DATA
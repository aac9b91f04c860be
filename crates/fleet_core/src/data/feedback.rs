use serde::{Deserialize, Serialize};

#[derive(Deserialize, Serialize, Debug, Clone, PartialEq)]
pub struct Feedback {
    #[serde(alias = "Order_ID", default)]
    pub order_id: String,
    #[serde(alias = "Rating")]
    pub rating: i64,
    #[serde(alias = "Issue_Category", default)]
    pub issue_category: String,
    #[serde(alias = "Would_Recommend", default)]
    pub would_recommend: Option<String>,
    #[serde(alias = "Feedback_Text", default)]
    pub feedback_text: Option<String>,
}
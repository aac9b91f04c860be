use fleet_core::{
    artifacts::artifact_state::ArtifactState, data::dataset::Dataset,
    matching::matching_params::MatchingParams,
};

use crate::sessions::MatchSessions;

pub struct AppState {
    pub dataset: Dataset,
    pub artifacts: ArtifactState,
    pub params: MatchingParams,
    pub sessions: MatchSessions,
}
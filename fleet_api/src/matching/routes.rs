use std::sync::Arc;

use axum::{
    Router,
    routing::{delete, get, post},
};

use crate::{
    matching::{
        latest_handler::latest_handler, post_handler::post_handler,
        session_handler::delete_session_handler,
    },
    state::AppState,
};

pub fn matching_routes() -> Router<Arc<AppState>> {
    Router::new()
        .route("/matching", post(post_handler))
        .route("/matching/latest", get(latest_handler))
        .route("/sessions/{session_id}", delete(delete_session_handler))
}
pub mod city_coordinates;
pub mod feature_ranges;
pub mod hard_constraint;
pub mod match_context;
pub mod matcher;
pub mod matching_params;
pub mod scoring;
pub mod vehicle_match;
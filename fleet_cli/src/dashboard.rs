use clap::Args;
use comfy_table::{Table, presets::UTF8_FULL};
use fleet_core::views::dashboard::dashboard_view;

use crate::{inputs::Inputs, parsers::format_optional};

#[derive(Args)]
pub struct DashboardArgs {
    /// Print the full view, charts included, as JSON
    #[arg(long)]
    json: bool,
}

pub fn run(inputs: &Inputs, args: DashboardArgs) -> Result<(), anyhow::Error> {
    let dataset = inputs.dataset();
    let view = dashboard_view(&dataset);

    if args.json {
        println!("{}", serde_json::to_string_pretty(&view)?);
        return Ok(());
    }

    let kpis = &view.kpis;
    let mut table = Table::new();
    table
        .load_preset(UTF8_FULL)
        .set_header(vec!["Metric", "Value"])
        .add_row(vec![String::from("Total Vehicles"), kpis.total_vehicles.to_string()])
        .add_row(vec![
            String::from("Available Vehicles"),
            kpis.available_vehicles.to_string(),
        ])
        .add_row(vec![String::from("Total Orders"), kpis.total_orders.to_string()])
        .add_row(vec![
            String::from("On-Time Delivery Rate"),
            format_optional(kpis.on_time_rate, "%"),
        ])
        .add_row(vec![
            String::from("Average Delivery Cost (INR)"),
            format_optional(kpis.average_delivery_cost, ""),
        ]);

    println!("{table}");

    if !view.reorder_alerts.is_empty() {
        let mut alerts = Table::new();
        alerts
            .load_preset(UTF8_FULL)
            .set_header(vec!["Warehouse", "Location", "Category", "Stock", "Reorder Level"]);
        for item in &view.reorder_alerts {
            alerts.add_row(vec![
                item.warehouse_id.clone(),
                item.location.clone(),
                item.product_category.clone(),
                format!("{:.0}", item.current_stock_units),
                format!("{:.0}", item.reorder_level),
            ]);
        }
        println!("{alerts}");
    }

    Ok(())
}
--
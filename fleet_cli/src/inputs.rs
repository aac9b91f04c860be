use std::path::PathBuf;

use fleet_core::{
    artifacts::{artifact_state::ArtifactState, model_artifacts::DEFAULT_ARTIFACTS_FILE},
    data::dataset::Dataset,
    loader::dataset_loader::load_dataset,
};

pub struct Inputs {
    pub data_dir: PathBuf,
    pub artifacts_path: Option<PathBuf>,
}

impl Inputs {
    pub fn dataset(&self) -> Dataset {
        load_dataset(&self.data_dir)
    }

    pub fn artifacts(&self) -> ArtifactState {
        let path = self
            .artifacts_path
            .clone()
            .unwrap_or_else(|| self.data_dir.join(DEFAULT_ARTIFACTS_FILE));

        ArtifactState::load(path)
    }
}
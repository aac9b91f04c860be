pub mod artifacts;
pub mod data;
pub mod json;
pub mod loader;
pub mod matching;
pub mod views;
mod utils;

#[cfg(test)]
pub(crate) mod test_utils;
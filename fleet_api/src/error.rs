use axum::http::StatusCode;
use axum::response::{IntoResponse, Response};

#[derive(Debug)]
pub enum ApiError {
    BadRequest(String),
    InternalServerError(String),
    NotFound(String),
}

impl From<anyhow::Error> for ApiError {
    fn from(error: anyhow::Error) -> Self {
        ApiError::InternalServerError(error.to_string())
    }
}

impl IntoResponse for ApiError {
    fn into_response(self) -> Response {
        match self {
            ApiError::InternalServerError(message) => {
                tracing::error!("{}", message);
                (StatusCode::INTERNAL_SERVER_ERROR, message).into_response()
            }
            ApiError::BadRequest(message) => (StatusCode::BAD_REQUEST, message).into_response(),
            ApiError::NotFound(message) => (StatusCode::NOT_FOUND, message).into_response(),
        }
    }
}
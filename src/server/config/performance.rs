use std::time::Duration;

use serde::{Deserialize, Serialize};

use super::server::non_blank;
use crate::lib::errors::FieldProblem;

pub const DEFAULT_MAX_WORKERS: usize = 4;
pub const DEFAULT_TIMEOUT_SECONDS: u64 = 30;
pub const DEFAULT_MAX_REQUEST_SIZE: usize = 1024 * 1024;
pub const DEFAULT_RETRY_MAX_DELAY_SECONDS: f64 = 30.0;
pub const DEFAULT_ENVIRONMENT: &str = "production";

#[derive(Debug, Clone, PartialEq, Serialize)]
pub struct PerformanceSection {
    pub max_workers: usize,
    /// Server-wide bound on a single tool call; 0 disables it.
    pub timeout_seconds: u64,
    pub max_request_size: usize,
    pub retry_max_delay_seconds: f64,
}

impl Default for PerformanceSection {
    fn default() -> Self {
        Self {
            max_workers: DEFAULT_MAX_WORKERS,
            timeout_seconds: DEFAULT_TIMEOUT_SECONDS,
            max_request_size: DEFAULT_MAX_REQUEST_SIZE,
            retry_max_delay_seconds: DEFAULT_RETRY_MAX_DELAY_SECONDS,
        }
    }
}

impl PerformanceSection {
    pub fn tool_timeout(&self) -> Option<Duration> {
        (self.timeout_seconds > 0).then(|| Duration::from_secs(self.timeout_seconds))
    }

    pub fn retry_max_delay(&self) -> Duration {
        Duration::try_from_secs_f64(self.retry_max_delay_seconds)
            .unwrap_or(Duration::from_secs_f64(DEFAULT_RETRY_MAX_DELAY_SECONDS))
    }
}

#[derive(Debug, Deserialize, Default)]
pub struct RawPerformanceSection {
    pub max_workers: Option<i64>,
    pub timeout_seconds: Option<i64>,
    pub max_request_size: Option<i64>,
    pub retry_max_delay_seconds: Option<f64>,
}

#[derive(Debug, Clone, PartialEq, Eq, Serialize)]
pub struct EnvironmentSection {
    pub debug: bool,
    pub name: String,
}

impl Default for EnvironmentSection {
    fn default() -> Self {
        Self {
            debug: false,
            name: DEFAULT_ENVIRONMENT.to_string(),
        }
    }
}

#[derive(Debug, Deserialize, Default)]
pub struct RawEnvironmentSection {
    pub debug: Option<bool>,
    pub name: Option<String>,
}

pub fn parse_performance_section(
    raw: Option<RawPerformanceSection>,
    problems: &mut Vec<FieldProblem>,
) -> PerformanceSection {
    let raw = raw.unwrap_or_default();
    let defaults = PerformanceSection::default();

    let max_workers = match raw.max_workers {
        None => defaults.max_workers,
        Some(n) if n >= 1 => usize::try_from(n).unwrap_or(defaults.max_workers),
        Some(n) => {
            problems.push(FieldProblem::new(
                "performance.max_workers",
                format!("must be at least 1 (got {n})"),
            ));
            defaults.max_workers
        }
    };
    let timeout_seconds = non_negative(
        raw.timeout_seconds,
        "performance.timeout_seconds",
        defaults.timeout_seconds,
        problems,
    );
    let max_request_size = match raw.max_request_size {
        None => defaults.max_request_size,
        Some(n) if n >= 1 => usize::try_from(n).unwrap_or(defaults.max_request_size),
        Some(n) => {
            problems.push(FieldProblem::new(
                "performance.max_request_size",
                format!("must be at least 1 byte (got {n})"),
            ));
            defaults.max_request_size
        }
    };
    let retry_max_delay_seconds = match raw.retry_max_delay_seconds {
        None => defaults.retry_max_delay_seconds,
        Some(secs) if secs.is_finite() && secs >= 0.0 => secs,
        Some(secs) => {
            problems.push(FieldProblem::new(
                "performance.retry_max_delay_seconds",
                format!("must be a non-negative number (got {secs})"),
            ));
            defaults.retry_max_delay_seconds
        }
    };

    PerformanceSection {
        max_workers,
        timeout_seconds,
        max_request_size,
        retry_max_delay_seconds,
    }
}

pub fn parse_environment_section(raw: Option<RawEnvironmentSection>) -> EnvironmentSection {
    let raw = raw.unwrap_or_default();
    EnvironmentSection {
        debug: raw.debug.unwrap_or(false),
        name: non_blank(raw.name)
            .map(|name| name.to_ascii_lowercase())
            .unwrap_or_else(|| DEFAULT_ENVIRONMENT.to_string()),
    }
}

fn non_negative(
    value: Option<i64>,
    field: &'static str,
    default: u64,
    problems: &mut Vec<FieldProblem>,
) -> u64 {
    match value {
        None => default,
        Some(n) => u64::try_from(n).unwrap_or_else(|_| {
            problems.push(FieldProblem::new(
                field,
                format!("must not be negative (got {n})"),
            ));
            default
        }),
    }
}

WHAT TO DO
Each line above that contains the string "println" should be copied.

TASK RESULT
        println!("{}", serde_json::to_string_pretty(&view)?);
    println!("{table}");
        println!("{alerts}");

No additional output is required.